→ **Dataset records**
// src/config.rs
//
// Central configuration for the promolift experiment simulator.
// This is the single source of truth for population, economics, promo
// rules, MOV behaviour and the inference layer (bootstrap / CUPED).
//
// The `Default` impl reproduces the documented reference run
// (n=100k, seed=42), which the end-to-end tests pin down.

use serde::Serialize;

/// CUPED theta policy: how the regression coefficient is estimated.
///
/// Whichever policy is configured is applied consistently to both arms
/// of a comparison.
#[derive(Debug, Clone, Copy, PartialEq, Eq, Default, Serialize)]
pub enum ThetaPolicy {
    /// One theta fitted on both arms' concatenated (NIR, covariate) pairs.
    /// Default: pooled theta keeps the two arms' adjustments on the same
    /// scale and uses the most data.
    #[default]
    Pooled,
    /// Theta fitted separately per arm.
    PerArm,
}

impl ThetaPolicy {
    /// Stable lowercase name (used in logs / JSON output).
    pub fn as_str(&self) -> &'static str {
        match self {
            ThetaPolicy::Pooled => "pooled",
            ThetaPolicy::PerArm => "per-arm",
        }
    }

    /// Parse a policy name (case-insensitive). Returns None if unrecognized.
    pub fn parse(s: &str) -> Option<ThetaPolicy> {
        match s.trim().to_ascii_lowercase().as_str() {
            "pooled" | "pool" | "p" => Some(ThetaPolicy::Pooled),
            "per-arm" | "perarm" | "arm" => Some(ThetaPolicy::PerArm),
            _ => None,
        }
    }
}

/// Immutable parameter bundle for one experiment run.
///
/// Shared read-only across all stages; no stage mutates it. Two runs with
/// identical `Config` (including `seed`) produce bit-identical results.
#[derive(Debug, Clone, Serialize)]
pub struct Config {
    /// Number of exposures (users) to simulate.
    pub n_users: usize,
    /// Seed for the simulation stream. The bootstrap stream is derived
    /// from this seed via a fixed offset (see `bootstrap_seed`).
    pub seed: u64,

    // ----- Population -----
    /// Baseline conversion probability per exposure, in [0, 1].
    pub base_conversion: f64,
    /// Beta(alpha, beta) shape parameters for per-user price sensitivity.
    pub sensitivity_alpha: f64,
    pub sensitivity_beta: f64,
    /// Log-normal parameters for baseline AOV: `ln(median)` and log-sigma.
    pub aov_log_mean: f64,
    pub aov_log_sigma: f64,

    // ----- Marketplace economics -----
    /// Commission taken on every order subtotal, in [0, 1].
    pub take_rate: f64,
    /// Delivery fee charged to the customer (waived under Free Delivery).
    pub delivery_fee: f64,
    /// Fraction of the charged fee retained after paying the courier,
    /// in [0, 1]. Courier cost = `delivery_fee * (1 - fee_margin_frac)`.
    pub fee_margin_frac: f64,

    // ----- Minimum order value -----
    /// MOV threshold in dollars. Zero disables both friction and flooring.
    pub mov_value: f64,
    /// Friction strength in [0, 1]: conversion probability of users whose
    /// expected basket falls short of MOV is scaled down proportionally
    /// to the shortfall.
    pub mov_friction: f64,

    // ----- Promo rules -----
    /// Conversion uplift in percentage points, per variant.
    pub uplift_free_delivery_pp: f64,
    pub uplift_five_off_pp: f64,
    /// Basket-size multiplier, per variant.
    pub aov_mult_free_delivery: f64,
    pub aov_mult_five_off: f64,
    /// Fixed discount for the $5-Off arm and the minimum pre-discount
    /// subtotal required to receive it. Threshold <= 0 means every
    /// converting $5-Off order gets the discount.
    pub five_off_value: f64,
    pub five_off_threshold: f64,

    // ----- Inference -----
    /// Whether the CLI / report runs the CUPED adjustment.
    pub cuped_enabled: bool,
    /// Gaussian noise sigma added to the pre-period covariate so it is
    /// correlated with, but not a deterministic function of, latent value.
    pub cuped_noise_scale: f64,
    /// Pooled vs per-arm theta estimation.
    pub theta_policy: ThetaPolicy,
    /// Bootstrap replicate count for confidence intervals.
    pub bootstrap_replicates: usize,
}

/// XOR'd into `seed` to derive the bootstrap stream, so resampling never
/// shares randomness with the simulation stream.
const BOOTSTRAP_STREAM: u64 = 0x626f_6f74_7374_7261; // "bootstra"

impl Config {
    /// Courier cost per delivered order. Incurred in full on every
    /// converted order, independent of variant.
    pub fn courier_cost(&self) -> f64 {
        self.delivery_fee * (1.0 - self.fee_margin_frac)
    }

    /// Seed for the bootstrap stream of arm `arm_index` (0 = A, 1 = B).
    /// Derived from the run seed with a fixed offset per arm so the two
    /// arms' resamples are independent but reproducible.
    pub fn bootstrap_seed(&self, arm_index: u64) -> u64 {
        (self.seed ^ BOOTSTRAP_STREAM).wrapping_add(arm_index)
    }

    /// Validate the configuration. Fails fast with the offending field
    /// before any simulation begins.
    pub fn validate(&self) -> Result<(), ConfigError> {
        fn prob(field: &'static str, v: f64) -> Result<(), ConfigError> {
            if !v.is_finite() || !(0.0..=1.0).contains(&v) {
                return Err(ConfigError::Invalid {
                    field,
                    message: format!("must be a probability in [0, 1], got {v}"),
                });
            }
            Ok(())
        }
        fn non_negative(field: &'static str, v: f64) -> Result<(), ConfigError> {
            if !v.is_finite() || v < 0.0 {
                return Err(ConfigError::Invalid {
                    field,
                    message: format!("must be >= 0, got {v}"),
                });
            }
            Ok(())
        }
        fn positive(field: &'static str, v: f64) -> Result<(), ConfigError> {
            if !v.is_finite() || v <= 0.0 {
                return Err(ConfigError::Invalid {
                    field,
                    message: format!("must be > 0, got {v}"),
                });
            }
            Ok(())
        }

        if self.n_users == 0 {
            return Err(ConfigError::Invalid {
                field: "n_users",
                message: "must be >= 1".to_string(),
            });
        }
        if self.bootstrap_replicates == 0 {
            return Err(ConfigError::Invalid {
                field: "bootstrap_replicates",
                message: "must be >= 1".to_string(),
            });
        }

        prob("base_conversion", self.base_conversion)?;
        prob("take_rate", self.take_rate)?;
        prob("fee_margin_frac", self.fee_margin_frac)?;
        prob("mov_friction", self.mov_friction)?;

        positive("sensitivity_alpha", self.sensitivity_alpha)?;
        positive("sensitivity_beta", self.sensitivity_beta)?;
        positive("aov_log_sigma", self.aov_log_sigma)?;
        positive("aov_mult_free_delivery", self.aov_mult_free_delivery)?;
        positive("aov_mult_five_off", self.aov_mult_five_off)?;
        if !self.aov_log_mean.is_finite() {
            return Err(ConfigError::Invalid {
                field: "aov_log_mean",
                message: "must be finite".to_string(),
            });
        }

        non_negative("delivery_fee", self.delivery_fee)?;
        non_negative("mov_value", self.mov_value)?;
        non_negative("five_off_value", self.five_off_value)?;
        non_negative("five_off_threshold", self.five_off_threshold)?;
        non_negative("cuped_noise_scale", self.cuped_noise_scale)?;

        for (field, v) in [
            ("uplift_free_delivery_pp", self.uplift_free_delivery_pp),
            ("uplift_five_off_pp", self.uplift_five_off_pp),
        ] {
            if !v.is_finite() || v.abs() > 1.0 {
                return Err(ConfigError::Invalid {
                    field,
                    message: format!("uplift must be in [-1, 1] percentage points, got {v}"),
                });
            }
        }

        Ok(())
    }
}

impl Default for Config {
    /// Reference-run parameters. The end-to-end tests pin this
    /// configuration's qualitative outcome (both arms negative NIR/1k,
    /// $5-Off less negative, Welch p < 0.05 at n=100k, seed=42).
    fn default() -> Self {
        Self {
            n_users: 100_000,
            seed: 42,

            base_conversion: 0.10,
            sensitivity_alpha: 2.0,
            sensitivity_beta: 5.0,
            // ln(18): median basket ~$18, right-skewed.
            aov_log_mean: 2.8903717578961645,
            aov_log_sigma: 0.45,

            take_rate: 0.12,
            delivery_fee: 3.99,
            fee_margin_frac: 0.25,

            mov_value: 12.0,
            mov_friction: 0.15,

            uplift_free_delivery_pp: 0.025,
            uplift_five_off_pp: 0.030,
            aov_mult_free_delivery: 1.00,
            aov_mult_five_off: 1.05,
            five_off_value: 5.00,
            five_off_threshold: 15.00,

            cuped_enabled: true,
            cuped_noise_scale: 0.5,
            theta_policy: ThetaPolicy::Pooled,
            bootstrap_replicates: 2_000,
        }
    }
}

/// Configuration errors. Raised before any simulation begins; never
/// retried internally.
#[derive(Debug, Clone, PartialEq, Eq)]
pub enum ConfigError {
    Invalid { field: &'static str, message: String },
}

impl std::fmt::Display for ConfigError {
    fn fmt(&self, f: &mut std::fmt::Formatter<'_>) -> std::fmt::Result {
        match self {
            ConfigError::Invalid { field, message } => {
                write!(f, "invalid config field '{}': {}", field, message)
            }
        }
    }
}

impl std::error::Error for ConfigError {}

#[cfg(test)]
mod tests {
    use super::*;

    #[test]
    fn default_config_is_valid() {
        assert!(Config::default().validate().is_ok());
    }

    #[test]
    fn rejects_out_of_range_probability() {
        let mut cfg = Config::default();
        cfg.base_conversion = 1.2;
        let err = cfg.validate().unwrap_err();
        let ConfigError::Invalid { field, .. } = err;
        assert_eq!(field, "base_conversion");
    }

    #[test]
    fn rejects_negative_monetary_fields() {
        let mut cfg = Config::default();
        cfg.mov_value = -1.0;
        assert!(cfg.validate().is_err());

        let mut cfg = Config::default();
        cfg.five_off_value = -5.0;
        assert!(cfg.validate().is_err());

        let mut cfg = Config::default();
        cfg.delivery_fee = f64::NAN;
        assert!(cfg.validate().is_err());
    }

    #[test]
    fn rejects_zero_population_and_zero_bootstrap() {
        let mut cfg = Config::default();
        cfg.n_users = 0;
        assert!(cfg.validate().is_err());

        let mut cfg = Config::default();
        cfg.bootstrap_replicates = 0;
        assert!(cfg.validate().is_err());
    }

    #[test]
    fn bootstrap_seed_is_distinct_per_arm_and_from_sim_seed() {
        let cfg = Config::default();
        assert_ne!(cfg.bootstrap_seed(0), cfg.seed);
        assert_ne!(cfg.bootstrap_seed(0), cfg.bootstrap_seed(1));
    }

    #[test]
    fn theta_policy_parse_roundtrip() {
        assert_eq!(ThetaPolicy::parse("pooled"), Some(ThetaPolicy::Pooled));
        assert_eq!(ThetaPolicy::parse("Per-Arm"), Some(ThetaPolicy::PerArm));
        assert_eq!(ThetaPolicy::parse("bogus"), None);
    }
}
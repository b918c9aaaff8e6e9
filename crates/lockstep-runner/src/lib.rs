mod audit;
mod fs_ops;
mod git_ops;
mod process;
mod recorder;

pub use audit::{format_audit_line, log_file_name, AuditLevel, AuditLog, DEFAULT_LOGGER_NAME};
pub use fs_ops::{create_run_root, prepare_existing_root, remove_file, write_ignore_file};
pub use git_ops::{validate_short_commit_id, CommitterIdentity, GitCli, VersionControl};
pub use process::{describe_failure, OperationRunner, ProcessRunner};
pub use recorder::ChangeRecorder;
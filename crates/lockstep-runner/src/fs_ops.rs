use std::fs;
use std::io::ErrorKind;
use std::path::{Path, PathBuf};
use std::time::{SystemTime, UNIX_EPOCH};

use anyhow::{Context, Result};

/// Creates a uniquely named directory under `base` for one run's projects.
pub fn create_run_root(base: &Path) -> Result<PathBuf> {
    let root = base.join(format!(
        "lockstep-{}-{}",
        std::process::id(),
        unique_suffix()
    ));
    fs::create_dir_all(base)
        .with_context(|| format!("filesystem-failed: failed creating {}", base.display()))?;
    fs::create_dir(&root).with_context(|| {
        format!("filesystem-failed: failed creating run root {}", root.display())
    })?;
    Ok(root)
}

/// Accepts a caller-supplied run root as long as it is missing or empty.
pub fn prepare_existing_root(root: &Path) -> Result<PathBuf> {
    if root.exists() {
        let mut entries = fs::read_dir(root).with_context(|| {
            format!("filesystem-failed: failed reading run root {}", root.display())
        })?;
        if entries.next().is_some() {
            anyhow::bail!(
                "filesystem-failed: run root {} is not empty",
                root.display()
            );
        }
    } else {
        fs::create_dir_all(root).with_context(|| {
            format!("filesystem-failed: failed creating run root {}", root.display())
        })?;
    }
    fs::canonicalize(root)
        .with_context(|| format!("filesystem-failed: failed resolving {}", root.display()))
}

pub fn write_ignore_file(repo_root: &Path, rules: &[&str]) -> Result<()> {
    let path = repo_root.join(".gitignore");
    let mut content = rules.join("\n");
    content.push('\n');
    fs::write(&path, content)
        .with_context(|| format!("filesystem-failed: failed writing {}", path.display()))
}

pub fn remove_file(path: &Path) -> Result<()> {
    match fs::remove_file(path) {
        Ok(()) => Ok(()),
        Err(err) if err.kind() == ErrorKind::NotFound => {
            anyhow::bail!("filesystem-failed: {} does not exist", path.display())
        }
        Err(err) => Err(err)
            .with_context(|| format!("filesystem-failed: failed removing {}", path.display())),
    }
}

fn unique_suffix() -> u128 {
    SystemTime::now()
        .duration_since(UNIX_EPOCH)
        .unwrap_or_default()
        .as_nanos()
}
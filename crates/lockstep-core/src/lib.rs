mod invocation;
mod lockfile;
mod manifest;
mod project;
mod record;
mod scenario;

pub use invocation::{ToolInvocation, ToolOutput};
pub use lockfile::{normalize_package_name, LockFile, LockedPackage, LOCK_FILE_NAME};
pub use manifest::{manifest_version_from_toml_str, MANIFEST_FILE_NAME};
pub use project::{validate_name, Project, RegistrySource};
pub use record::{OperationRecord, Outcome, NO_CHANGE};
pub use scenario::{
    Action, BumpKind, ExternalDependency, Scenario, ScenarioTemplate, Step, CHAIN_PROJECT_NAMES,
    DEFAULT_BUILD_FORMAT, INITIAL_PROJECT_VERSION,
};
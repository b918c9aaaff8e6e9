use anyhow::{anyhow, Context, Result};
use serde::Deserialize;

pub const MANIFEST_FILE_NAME: &str = "pyproject.toml";

#[derive(Debug, Default, Deserialize)]
struct ManifestDocument {
    project: Option<VersionTable>,
    tool: Option<ToolTable>,
}

#[derive(Debug, Default, Deserialize)]
struct ToolTable {
    poetry: Option<VersionTable>,
}

#[derive(Debug, Default, Deserialize)]
struct VersionTable {
    version: Option<String>,
}

/// Reads the package version, preferring the standard `[project]` table over `[tool.poetry]`.
pub fn manifest_version_from_toml_str(input: &str) -> Result<String> {
    let document: ManifestDocument =
        toml::from_str(input).context("failed to parse project manifest")?;

    let from_project = document.project.and_then(|table| table.version);
    let from_poetry = document
        .tool
        .and_then(|tool| tool.poetry)
        .and_then(|table| table.version);

    from_project
        .or(from_poetry)
        .map(|version| version.trim().to_string())
        .filter(|version| !version.is_empty())
        .ok_or_else(|| anyhow!("project manifest declares no version"))
}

→ **What to produce**
Return every line of the entries above that the string "tests" appears in.

→ **Answer to this problem**
// (n=100k, seed=42), which the end-to-end tests pin down.
    /// Reference-run parameters. The end-to-end tests pin this
mod tests {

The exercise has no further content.